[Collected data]
+===+
//! Format policy: the cheapest path from a probed source to web playback.

use serde::{Deserialize, Serialize};
use stash_models::encoding::{MAX_WEB_WIDTH, TARGET_CONTAINER, WEB_AUDIO_CODECS, WEB_VIDEO_CODECS};

use crate::probe::ProbeResult;

/// Output frame size for a full transcode.
#[derive(Debug, Clone, Copy, PartialEq, Eq, Serialize, Deserialize)]
pub struct TranscodeTarget {
    pub width: u32,
    pub height: u32,
}

/// What the transcoder should do with a source.
#[derive(Debug, Clone, Copy, PartialEq, Eq, Serialize, Deserialize)]
#[serde(tag = "decision", rename_all = "snake_case")]
pub enum TranscodeDecision {
    /// Already web-ready; play the original.
    Skip,
    /// Compatible streams in the wrong container; stream-copy into mp4.
    Remux,
    /// Re-encode to H.264/AAC at the given size.
    FullTranscode(TranscodeTarget),
}

impl TranscodeDecision {
    /// Metric/log label.
    pub fn as_str(&self) -> &'static str {
        match self {
            TranscodeDecision::Skip => "skip",
            TranscodeDecision::Remux => "remux",
            TranscodeDecision::FullTranscode(_) => "full_transcode",
        }
    }
}

/// Decide how to make `probe` playable on the web.
///
/// Streams are compatible when the video codec is h264/avc1, audio is
/// absent or AAC, and the frame is at most 1920 wide. Compatible streams
/// in an mp4 are skipped, in any other container they are remuxed;
/// everything else is fully transcoded.
pub fn decide(probe: &ProbeResult) -> TranscodeDecision {
    if streams_web_compatible(probe) {
        if probe.container.eq_ignore_ascii_case(TARGET_CONTAINER) {
            TranscodeDecision::Skip
        } else {
            TranscodeDecision::Remux
        }
    } else {
        // yuv420p needs both dimensions even
        let width = probe.width.min(MAX_WEB_WIDTH);
        let width = (width - width % 2).max(2);
        TranscodeDecision::FullTranscode(TranscodeTarget {
            width,
            height: even_height(width, probe.width, probe.height),
        })
    }
}

fn streams_web_compatible(probe: &ProbeResult) -> bool {
    let video_ok = probe
        .video_codec
        .as_deref()
        .is_some_and(|c| WEB_VIDEO_CODECS.iter().any(|w| c.eq_ignore_ascii_case(w)));
    let audio_ok = probe
        .audio_codec
        .as_deref()
        .map_or(true, |c| WEB_AUDIO_CODECS.iter().any(|w| c.eq_ignore_ascii_case(w)));

    video_ok && audio_ok && probe.width <= MAX_WEB_WIDTH
}

/// Fit `width x height` into `max_width`, preserving aspect ratio.
///
/// Width becomes `min(width, max_width)`; height is the truncated
/// proportional height, bumped by one when odd.
pub fn scale_to_width(width: u32, height: u32, max_width: u32) -> (u32, u32) {
    let target_width = width.min(max_width);
    (target_width, even_height(target_width, width, height))
}

fn even_height(target_width: u32, width: u32, height: u32) -> u32 {
    if width == 0 {
        return height + height % 2;
    }
    let raw = (u64::from(target_width) * u64::from(height) / u64::from(width)) as u32;
    let even = raw + raw % 2;
    even.max(2)
}

#[cfg(test)]
mod tests {
    use super::*;

    fn probe(video: &str, audio: Option<&str>, width: u32, height: u32, container: &str) -> ProbeResult {
        ProbeResult {
            video_codec: Some(video.to_string()),
            audio_codec: audio.map(str::to_string),
            width,
            height,
            duration: 42.0,
            container: container.to_string(),
            byte_size: 1_000_000,
            valid: true,
        }
    }

    #[test]
    fn test_web_ready_mp4_is_skipped() {
        for (video, audio, width) in [
            ("h264", Some("aac"), 1920),
            ("avc1", None, 640),
            ("h264", None, 1),
        ] {
            let mut p = probe(video, audio, width, 1080, "mp4");
            assert_eq!(decide(&p), TranscodeDecision::Skip);

            // duration and size never matter
            p.duration = 7200.0;
            p.byte_size = u64::MAX;
            assert_eq!(decide(&p), TranscodeDecision::Skip);
        }
    }

    #[test]
    fn test_compatible_mov_is_remuxed() {
        assert_eq!(
            decide(&probe("h264", Some("aac"), 1280, 720, "mov")),
            TranscodeDecision::Remux
        );
        assert_eq!(
            decide(&probe("h264", None, 1920, 1080, "mkv")),
            TranscodeDecision::Remux
        );
    }

    #[test]
    fn test_vp9_always_transcodes() {
        for container in ["mp4", "webm", "mov"] {
            for width in [320, 1920, 3840] {
                let decision = decide(&probe("vp9", Some("aac"), width, 720, container));
                assert!(matches!(decision, TranscodeDecision::FullTranscode(_)));
            }
        }
    }

    #[test]
    fn test_incompatible_audio_transcodes() {
        let decision = decide(&probe("h264", Some("opus"), 1280, 720, "mp4"));
        assert_eq!(
            decision,
            TranscodeDecision::FullTranscode(TranscodeTarget { width: 1280, height: 720 })
        );
    }

    #[test]
    fn test_oversized_frame_is_scaled() {
        let decision = decide(&probe("h264", Some("aac"), 3840, 2160, "mp4"));
        assert_eq!(
            decision,
            TranscodeDecision::FullTranscode(TranscodeTarget { width: 1920, height: 1080 })
        );
    }

    #[test]
    fn test_scaled_height_is_even() {
        // 1280 * 1081 / 1920 = 720.67 -> 720
        assert_eq!(scale_to_width(1920, 1081, 1280), (1280, 720));
        // 1280 * 1085 / 1920 = 723.33 -> 723 -> 724
        assert_eq!(scale_to_width(1920, 1085, 1280), (1280, 724));
        // no scaling, odd source height
        assert_eq!(scale_to_width(640, 361, 1920), (640, 362));

        for h in 1..500 {
            let (_, height) = scale_to_width(1919, h, 1280);
            assert_eq!(height % 2, 0, "height {h}");
        }
    }

    #[test]
    fn test_transcode_width_is_even() {
        let decision = decide(&probe("mpeg4", None, 641, 481, "avi"));
        let TranscodeDecision::FullTranscode(target) = decision else {
            panic!("expected transcode, got {decision:?}");
        };
        assert_eq!(target.width, 640);
        assert_eq!(target.height % 2, 0);
    }

    #[test]
    fn test_decision_labels() {
        assert_eq!(TranscodeDecision::Skip.as_str(), "skip");
        assert_eq!(TranscodeDecision::Remux.as_str(), "remux");
        assert_eq!(
            TranscodeDecision::FullTranscode(TranscodeTarget { width: 2, height: 2 }).as_str(),
            "full_transcode"
        );
    }
}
+===+
How to complete this task> Set all of the records down again, exactly as they stand.

Exercise solution>
//! Format policy: the cheapest path from a probed source to web playback.

use serde::{Deserialize, Serialize};
use stash_models::encoding::{MAX_WEB_WIDTH, TARGET_CONTAINER, WEB_AUDIO_CODECS, WEB_VIDEO_CODECS};

use crate::probe::ProbeResult;

/// Output frame size for a full transcode.
#[derive(Debug, Clone, Copy, PartialEq, Eq, Serialize, Deserialize)]
pub struct TranscodeTarget {
    pub width: u32,
    pub height: u32,
}

/// What the transcoder should do with a source.
#[derive(Debug, Clone, Copy, PartialEq, Eq, Serialize, Deserialize)]
#[serde(tag = "decision", rename_all = "snake_case")]
pub enum TranscodeDecision {
    /// Already web-ready; play the original.
    Skip,
    /// Compatible streams in the wrong container; stream-copy into mp4.
    Remux,
    /// Re-encode to H.264/AAC at the given size.
    FullTranscode(TranscodeTarget),
}

impl TranscodeDecision {
    /// Metric/log label.
    pub fn as_str(&self) -> &'static str {
        match self {
            TranscodeDecision::Skip => "skip",
            TranscodeDecision::Remux => "remux",
            TranscodeDecision::FullTranscode(_) => "full_transcode",
        }
    }
}

/// Decide how to make `probe` playable on the web.
///
/// Streams are compatible when the video codec is h264/avc1, audio is
/// absent or AAC, and the frame is at most 1920 wide. Compatible streams
/// in an mp4 are skipped, in any other container they are remuxed;
/// everything else is fully transcoded.
pub fn decide(probe: &ProbeResult) -> TranscodeDecision {
    if streams_web_compatible(probe) {
        if probe.container.eq_ignore_ascii_case(TARGET_CONTAINER) {
            TranscodeDecision::Skip
        } else {
            TranscodeDecision::Remux
        }
    } else {
        // yuv420p needs both dimensions even
        let width = probe.width.min(MAX_WEB_WIDTH);
        let width = (width - width % 2).max(2);
        TranscodeDecision::FullTranscode(TranscodeTarget {
            width,
            height: even_height(width, probe.width, probe.height),
        })
    }
}

fn streams_web_compatible(probe: &ProbeResult) -> bool {
    let video_ok = probe
        .video_codec
        .as_deref()
        .is_some_and(|c| WEB_VIDEO_CODECS.iter().any(|w| c.eq_ignore_ascii_case(w)));
    let audio_ok = probe
        .audio_codec
        .as_deref()
        .map_or(true, |c| WEB_AUDIO_CODECS.iter().any(|w| c.eq_ignore_ascii_case(w)));

    video_ok && audio_ok && probe.width <= MAX_WEB_WIDTH
}

/// Fit `width x height` into `max_width`, preserving aspect ratio.
///
/// Width becomes `min(width, max_width)`; height is the truncated
/// proportional height, bumped by one when odd.
pub fn scale_to_width(width: u32, height: u32, max_width: u32) -> (u32, u32) {
    let target_width = width.min(max_width);
    (target_width, even_height(target_width, width, height))
}

fn even_height(target_width: u32, width: u32, height: u32) -> u32 {
    if width == 0 {
        return height + height % 2;
    }
    let raw = (u64::from(target_width) * u64::from(height) / u64::from(width)) as u32;
    let even = raw + raw % 2;
    even.max(2)
}

#[cfg(test)]
mod tests {
    use super::*;

    fn probe(video: &str, audio: Option<&str>, width: u32, height: u32, container: &str) -> ProbeResult {
        ProbeResult {
            video_codec: Some(video.to_string()),
            audio_codec: audio.map(str::to_string),
            width,
            height,
            duration: 42.0,
            container: container.to_string(),
            byte_size: 1_000_000,
            valid: true,
        }
    }

    #[test]
    fn test_web_ready_mp4_is_skipped() {
        for (video, audio, width) in [
            ("h264", Some("aac"), 1920),
            ("avc1", None, 640),
            ("h264", None, 1),
        ] {
            let mut p = probe(video, audio, width, 1080, "mp4");
            assert_eq!(decide(&p), TranscodeDecision::Skip);

            // duration and size never matter
            p.duration = 7200.0;
            p.byte_size = u64::MAX;
            assert_eq!(decide(&p), TranscodeDecision::Skip);
        }
    }

    #[test]
    fn test_compatible_mov_is_remuxed() {
        assert_eq!(
            decide(&probe("h264", Some("aac"), 1280, 720, "mov")),
            TranscodeDecision::Remux
        );
        assert_eq!(
            decide(&probe("h264", None, 1920, 1080, "mkv")),
            TranscodeDecision::Remux
        );
    }

    #[test]
    fn test_vp9_always_transcodes() {
        for container in ["mp4", "webm", "mov"] {
            for width in [320, 1920, 3840] {
                let decision = decide(&probe("vp9", Some("aac"), width, 720, container));
                assert!(matches!(decision, TranscodeDecision::FullTranscode(_)));
            }
        }
    }

    #[test]
    fn test_incompatible_audio_transcodes() {
        let decision = decide(&probe("h264", Some("opus"), 1280, 720, "mp4"));
        assert_eq!(
            decision,
            TranscodeDecision::FullTranscode(TranscodeTarget { width: 1280, height: 720 })
        );
    }

    #[test]
    fn test_oversized_frame_is_scaled() {
        let decision = decide(&probe("h264", Some("aac"), 3840, 2160, "mp4"));
        assert_eq!(
            decision,
            TranscodeDecision::FullTranscode(TranscodeTarget { width: 1920, height: 1080 })
        );
    }

    #[test]
    fn test_scaled_height_is_even() {
        // 1280 * 1081 / 1920 = 720.67 -> 720
        assert_eq!(scale_to_width(1920, 1081, 1280), (1280, 720));
        // 1280 * 1085 / 1920 = 723.33 -> 723 -> 724
        assert_eq!(scale_to_width(1920, 1085, 1280), (1280, 724));
        // no scaling, odd source height
        assert_eq!(scale_to_width(640, 361, 1920), (640, 362));

        for h in 1..500 {
            let (_, height) = scale_to_width(1919, h, 1280);
            assert_eq!(height % 2, 0, "height {h}");
        }
    }

    #[test]
    fn test_transcode_width_is_even() {
        let decision = decide(&probe("mpeg4", None, 641, 481, "avi"));
        let TranscodeDecision::FullTranscode(target) = decision else {
            panic!("expected transcode, got {decision:?}");
        };
        assert_eq!(target.width, 640);
        assert_eq!(target.height % 2, 0);
    }

    #[test]
    fn test_decision_labels() {
        assert_eq!(TranscodeDecision::Skip.as_str(), "skip");
        assert_eq!(TranscodeDecision::Remux.as_str(), "remux");
        assert_eq!(
            TranscodeDecision::FullTranscode(TranscodeTarget { width: 2, height: 2 }).as_str(),
            "full_transcode"
        );
    }
}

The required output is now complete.